(Collected data entries)
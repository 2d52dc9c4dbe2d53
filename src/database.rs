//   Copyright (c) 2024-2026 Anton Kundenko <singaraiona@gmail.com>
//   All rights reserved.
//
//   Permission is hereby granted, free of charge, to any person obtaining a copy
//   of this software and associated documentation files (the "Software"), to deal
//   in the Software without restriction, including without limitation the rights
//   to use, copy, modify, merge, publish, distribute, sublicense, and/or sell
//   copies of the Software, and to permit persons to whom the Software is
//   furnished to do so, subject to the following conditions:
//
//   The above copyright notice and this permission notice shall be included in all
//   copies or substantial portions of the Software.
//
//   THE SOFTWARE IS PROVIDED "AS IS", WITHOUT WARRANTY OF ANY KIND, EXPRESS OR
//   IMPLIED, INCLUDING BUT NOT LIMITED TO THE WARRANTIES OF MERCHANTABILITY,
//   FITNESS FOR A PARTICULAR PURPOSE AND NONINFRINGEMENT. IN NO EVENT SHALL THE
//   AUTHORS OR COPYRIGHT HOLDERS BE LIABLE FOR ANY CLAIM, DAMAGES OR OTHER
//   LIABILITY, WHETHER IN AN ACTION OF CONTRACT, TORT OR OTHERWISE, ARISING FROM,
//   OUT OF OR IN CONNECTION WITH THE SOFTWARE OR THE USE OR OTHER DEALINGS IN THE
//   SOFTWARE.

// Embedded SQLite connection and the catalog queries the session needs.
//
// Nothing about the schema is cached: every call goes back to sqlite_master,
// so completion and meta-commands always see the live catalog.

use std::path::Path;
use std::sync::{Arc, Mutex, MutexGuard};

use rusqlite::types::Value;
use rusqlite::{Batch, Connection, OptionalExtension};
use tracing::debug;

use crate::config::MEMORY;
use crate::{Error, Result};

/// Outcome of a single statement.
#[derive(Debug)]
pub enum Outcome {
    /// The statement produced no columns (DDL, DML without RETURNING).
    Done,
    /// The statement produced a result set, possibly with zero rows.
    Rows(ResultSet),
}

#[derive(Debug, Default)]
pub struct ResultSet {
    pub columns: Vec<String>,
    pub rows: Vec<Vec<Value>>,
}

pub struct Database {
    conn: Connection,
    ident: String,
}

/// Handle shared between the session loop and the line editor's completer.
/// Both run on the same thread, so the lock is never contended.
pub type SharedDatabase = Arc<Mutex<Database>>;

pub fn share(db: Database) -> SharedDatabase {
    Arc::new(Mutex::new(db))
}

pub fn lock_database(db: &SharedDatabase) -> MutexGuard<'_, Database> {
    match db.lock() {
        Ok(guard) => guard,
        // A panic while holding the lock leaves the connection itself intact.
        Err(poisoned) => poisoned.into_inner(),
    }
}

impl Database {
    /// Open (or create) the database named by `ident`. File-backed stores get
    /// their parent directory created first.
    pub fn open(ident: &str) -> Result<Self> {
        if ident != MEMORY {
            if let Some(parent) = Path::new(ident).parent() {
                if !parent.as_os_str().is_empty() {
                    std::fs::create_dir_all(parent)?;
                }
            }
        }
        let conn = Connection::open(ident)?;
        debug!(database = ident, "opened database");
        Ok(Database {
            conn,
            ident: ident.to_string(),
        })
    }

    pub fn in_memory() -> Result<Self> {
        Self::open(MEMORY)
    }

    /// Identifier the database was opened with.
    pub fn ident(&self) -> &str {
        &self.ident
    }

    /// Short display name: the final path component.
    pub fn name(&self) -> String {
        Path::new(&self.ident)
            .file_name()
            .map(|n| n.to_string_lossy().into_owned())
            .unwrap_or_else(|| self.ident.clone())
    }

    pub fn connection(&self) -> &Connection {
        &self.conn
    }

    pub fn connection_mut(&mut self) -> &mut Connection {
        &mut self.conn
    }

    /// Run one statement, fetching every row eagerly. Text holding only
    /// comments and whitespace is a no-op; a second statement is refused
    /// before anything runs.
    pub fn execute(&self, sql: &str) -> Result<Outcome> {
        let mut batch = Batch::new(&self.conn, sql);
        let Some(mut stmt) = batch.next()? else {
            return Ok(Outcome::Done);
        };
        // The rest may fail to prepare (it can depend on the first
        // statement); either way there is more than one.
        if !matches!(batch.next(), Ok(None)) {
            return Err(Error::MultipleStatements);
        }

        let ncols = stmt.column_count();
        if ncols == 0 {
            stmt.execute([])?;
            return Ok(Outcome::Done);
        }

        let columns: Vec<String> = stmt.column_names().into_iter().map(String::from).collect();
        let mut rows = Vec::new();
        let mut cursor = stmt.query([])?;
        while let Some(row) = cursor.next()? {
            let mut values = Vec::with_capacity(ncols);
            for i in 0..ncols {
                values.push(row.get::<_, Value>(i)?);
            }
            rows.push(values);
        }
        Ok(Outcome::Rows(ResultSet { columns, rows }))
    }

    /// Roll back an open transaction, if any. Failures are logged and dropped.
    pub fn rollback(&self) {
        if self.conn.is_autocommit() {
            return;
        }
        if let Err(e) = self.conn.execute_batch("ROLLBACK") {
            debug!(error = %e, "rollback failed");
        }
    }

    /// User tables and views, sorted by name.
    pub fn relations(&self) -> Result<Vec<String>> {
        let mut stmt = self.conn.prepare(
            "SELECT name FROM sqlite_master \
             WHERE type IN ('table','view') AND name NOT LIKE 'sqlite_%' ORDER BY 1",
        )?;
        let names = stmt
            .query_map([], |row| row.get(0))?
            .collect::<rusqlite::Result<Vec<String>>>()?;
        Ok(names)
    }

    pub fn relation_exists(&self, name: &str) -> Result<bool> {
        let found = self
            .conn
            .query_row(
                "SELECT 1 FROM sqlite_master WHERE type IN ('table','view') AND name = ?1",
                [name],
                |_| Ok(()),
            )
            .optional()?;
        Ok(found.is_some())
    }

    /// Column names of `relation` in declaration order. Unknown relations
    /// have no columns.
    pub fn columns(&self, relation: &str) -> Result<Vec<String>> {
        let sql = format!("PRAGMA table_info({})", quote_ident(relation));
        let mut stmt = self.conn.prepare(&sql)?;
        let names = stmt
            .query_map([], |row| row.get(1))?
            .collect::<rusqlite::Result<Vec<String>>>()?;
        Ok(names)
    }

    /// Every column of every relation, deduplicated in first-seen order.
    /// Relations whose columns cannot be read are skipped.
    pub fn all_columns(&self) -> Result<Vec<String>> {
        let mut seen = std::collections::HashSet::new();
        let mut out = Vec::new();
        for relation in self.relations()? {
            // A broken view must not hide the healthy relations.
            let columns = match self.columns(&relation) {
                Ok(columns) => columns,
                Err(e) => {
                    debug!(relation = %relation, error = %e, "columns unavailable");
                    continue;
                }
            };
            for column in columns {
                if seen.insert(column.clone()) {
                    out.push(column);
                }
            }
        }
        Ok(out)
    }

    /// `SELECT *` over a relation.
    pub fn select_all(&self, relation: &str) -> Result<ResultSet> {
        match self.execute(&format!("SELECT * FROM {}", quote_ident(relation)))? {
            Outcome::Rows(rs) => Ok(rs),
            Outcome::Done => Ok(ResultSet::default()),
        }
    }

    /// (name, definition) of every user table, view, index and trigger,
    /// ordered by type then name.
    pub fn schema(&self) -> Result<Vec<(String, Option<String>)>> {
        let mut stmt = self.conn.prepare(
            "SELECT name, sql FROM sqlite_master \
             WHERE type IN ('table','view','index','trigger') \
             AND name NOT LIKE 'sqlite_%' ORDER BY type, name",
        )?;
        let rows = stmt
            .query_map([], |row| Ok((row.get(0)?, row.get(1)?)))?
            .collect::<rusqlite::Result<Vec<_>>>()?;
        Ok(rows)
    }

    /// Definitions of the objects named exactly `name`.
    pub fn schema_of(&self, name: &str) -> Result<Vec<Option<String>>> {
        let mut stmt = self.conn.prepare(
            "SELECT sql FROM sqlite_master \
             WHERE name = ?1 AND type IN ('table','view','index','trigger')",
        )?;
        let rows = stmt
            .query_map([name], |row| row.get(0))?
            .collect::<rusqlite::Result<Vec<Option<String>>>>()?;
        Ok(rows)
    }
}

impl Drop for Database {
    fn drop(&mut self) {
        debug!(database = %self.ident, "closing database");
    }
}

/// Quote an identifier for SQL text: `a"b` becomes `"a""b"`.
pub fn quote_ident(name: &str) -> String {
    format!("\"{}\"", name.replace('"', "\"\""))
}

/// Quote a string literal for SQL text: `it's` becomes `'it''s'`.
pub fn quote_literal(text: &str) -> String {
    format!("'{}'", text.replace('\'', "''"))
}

==

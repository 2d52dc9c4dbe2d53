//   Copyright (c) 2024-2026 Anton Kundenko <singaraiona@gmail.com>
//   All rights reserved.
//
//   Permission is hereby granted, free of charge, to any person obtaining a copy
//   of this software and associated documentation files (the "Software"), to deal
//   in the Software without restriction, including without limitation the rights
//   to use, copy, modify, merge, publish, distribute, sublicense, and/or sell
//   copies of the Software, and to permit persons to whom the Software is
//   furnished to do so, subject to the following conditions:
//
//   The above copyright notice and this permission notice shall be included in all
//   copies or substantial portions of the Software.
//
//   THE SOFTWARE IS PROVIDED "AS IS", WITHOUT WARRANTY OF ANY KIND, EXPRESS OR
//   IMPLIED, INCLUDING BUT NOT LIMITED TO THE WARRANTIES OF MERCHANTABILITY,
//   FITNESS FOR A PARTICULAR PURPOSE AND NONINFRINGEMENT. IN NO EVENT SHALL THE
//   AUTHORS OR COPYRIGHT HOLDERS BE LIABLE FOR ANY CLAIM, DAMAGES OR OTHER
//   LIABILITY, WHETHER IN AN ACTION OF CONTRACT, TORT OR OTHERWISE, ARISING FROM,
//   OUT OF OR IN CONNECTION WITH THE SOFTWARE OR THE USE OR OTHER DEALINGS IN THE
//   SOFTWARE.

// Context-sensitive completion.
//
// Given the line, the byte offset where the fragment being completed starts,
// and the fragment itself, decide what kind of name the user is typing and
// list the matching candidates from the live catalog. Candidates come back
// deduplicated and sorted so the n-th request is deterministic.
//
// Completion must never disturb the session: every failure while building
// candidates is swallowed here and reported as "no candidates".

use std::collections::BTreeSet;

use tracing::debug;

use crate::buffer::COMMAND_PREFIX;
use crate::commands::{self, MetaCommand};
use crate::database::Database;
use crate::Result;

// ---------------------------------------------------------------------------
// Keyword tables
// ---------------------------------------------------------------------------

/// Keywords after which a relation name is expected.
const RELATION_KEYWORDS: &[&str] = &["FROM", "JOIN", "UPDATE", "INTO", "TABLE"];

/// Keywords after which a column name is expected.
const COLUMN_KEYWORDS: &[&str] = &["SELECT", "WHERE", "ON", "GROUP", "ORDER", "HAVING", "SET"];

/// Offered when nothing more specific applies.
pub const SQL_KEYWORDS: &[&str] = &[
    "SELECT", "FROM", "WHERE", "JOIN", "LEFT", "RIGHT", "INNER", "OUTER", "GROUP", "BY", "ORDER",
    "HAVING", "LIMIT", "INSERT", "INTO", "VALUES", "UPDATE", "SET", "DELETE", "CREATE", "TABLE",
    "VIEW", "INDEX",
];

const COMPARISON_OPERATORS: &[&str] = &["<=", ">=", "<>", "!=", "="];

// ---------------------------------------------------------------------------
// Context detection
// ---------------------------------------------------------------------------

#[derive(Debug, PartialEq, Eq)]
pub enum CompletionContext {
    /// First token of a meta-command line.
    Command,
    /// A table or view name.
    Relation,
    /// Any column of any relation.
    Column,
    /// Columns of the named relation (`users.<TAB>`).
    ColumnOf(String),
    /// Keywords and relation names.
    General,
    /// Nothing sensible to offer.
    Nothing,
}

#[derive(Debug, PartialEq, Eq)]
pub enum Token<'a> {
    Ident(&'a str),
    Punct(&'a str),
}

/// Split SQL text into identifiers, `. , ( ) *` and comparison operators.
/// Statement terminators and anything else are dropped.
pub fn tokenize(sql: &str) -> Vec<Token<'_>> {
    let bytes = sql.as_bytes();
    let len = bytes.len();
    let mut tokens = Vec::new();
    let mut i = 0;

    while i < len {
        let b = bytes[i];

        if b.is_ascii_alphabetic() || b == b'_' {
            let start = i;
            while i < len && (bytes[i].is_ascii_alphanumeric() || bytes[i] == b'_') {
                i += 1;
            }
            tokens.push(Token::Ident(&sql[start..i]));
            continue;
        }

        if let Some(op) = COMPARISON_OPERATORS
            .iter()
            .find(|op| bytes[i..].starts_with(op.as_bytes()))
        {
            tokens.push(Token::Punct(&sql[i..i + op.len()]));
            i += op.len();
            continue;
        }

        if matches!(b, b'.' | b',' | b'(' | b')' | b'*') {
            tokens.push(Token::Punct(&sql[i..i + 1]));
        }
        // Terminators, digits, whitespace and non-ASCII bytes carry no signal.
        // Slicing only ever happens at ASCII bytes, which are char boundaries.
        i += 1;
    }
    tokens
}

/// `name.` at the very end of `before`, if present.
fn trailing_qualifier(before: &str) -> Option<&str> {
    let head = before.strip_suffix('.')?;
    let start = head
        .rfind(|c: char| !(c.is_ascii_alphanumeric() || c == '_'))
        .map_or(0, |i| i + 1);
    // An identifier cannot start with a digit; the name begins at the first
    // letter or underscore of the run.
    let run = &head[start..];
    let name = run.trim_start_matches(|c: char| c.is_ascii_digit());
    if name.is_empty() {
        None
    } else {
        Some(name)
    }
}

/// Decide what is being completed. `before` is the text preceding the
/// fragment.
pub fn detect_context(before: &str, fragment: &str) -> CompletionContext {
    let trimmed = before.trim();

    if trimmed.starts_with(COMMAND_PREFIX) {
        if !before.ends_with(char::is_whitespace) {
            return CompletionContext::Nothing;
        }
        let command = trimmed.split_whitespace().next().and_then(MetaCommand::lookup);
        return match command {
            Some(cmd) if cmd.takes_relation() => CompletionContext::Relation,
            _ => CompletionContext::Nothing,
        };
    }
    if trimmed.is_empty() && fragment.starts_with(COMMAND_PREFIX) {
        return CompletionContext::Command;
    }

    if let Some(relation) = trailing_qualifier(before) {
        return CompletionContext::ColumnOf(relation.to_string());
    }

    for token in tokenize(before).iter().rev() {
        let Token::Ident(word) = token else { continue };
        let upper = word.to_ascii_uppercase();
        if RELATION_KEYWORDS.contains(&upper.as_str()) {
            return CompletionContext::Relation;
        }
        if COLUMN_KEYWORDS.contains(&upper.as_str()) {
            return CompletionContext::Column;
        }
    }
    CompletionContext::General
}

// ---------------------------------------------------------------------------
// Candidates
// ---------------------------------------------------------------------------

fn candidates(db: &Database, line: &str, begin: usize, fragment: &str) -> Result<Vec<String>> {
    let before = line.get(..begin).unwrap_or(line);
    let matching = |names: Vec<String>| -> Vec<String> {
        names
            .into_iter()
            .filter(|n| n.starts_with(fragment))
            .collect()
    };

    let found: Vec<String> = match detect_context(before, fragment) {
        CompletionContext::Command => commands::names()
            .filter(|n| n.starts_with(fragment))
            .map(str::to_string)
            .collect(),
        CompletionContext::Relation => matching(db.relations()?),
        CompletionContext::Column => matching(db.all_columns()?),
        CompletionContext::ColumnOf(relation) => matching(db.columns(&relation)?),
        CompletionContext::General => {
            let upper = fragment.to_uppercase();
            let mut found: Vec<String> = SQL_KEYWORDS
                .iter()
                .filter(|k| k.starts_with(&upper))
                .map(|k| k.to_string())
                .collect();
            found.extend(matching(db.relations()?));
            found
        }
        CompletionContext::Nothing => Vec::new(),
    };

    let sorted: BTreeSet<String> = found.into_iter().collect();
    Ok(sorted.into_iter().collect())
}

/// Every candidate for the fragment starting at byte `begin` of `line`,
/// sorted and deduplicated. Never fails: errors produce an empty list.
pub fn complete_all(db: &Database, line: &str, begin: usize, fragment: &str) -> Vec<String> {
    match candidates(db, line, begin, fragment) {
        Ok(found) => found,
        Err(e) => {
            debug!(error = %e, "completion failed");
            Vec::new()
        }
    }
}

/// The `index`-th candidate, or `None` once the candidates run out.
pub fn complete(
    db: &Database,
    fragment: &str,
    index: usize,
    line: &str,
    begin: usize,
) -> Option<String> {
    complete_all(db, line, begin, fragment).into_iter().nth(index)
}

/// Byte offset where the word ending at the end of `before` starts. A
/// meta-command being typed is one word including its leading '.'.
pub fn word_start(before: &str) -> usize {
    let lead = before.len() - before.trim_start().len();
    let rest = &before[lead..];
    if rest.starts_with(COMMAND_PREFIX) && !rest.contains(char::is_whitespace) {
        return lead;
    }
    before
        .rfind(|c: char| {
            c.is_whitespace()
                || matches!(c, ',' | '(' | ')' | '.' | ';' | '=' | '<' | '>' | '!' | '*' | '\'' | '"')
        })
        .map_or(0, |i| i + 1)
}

- [Prompt]: Above are the entries. Quote exactly the lines from the one bearing "pub struct Database" through the one bearing "pub fn lock_database(db: &SharedDatabase)".

- [Task answer]:
pub struct Database {
    conn: Connection,
    ident: String,
}

/// Handle shared between the session loop and the line editor's completer.
/// Both run on the same thread, so the lock is never contended.
pub type SharedDatabase = Arc<Mutex<Database>>;

pub fn share(db: Database) -> SharedDatabase {
    Arc::new(Mutex::new(db))
}

pub fn lock_database(db: &SharedDatabase) -> MutexGuard<'_, Database> {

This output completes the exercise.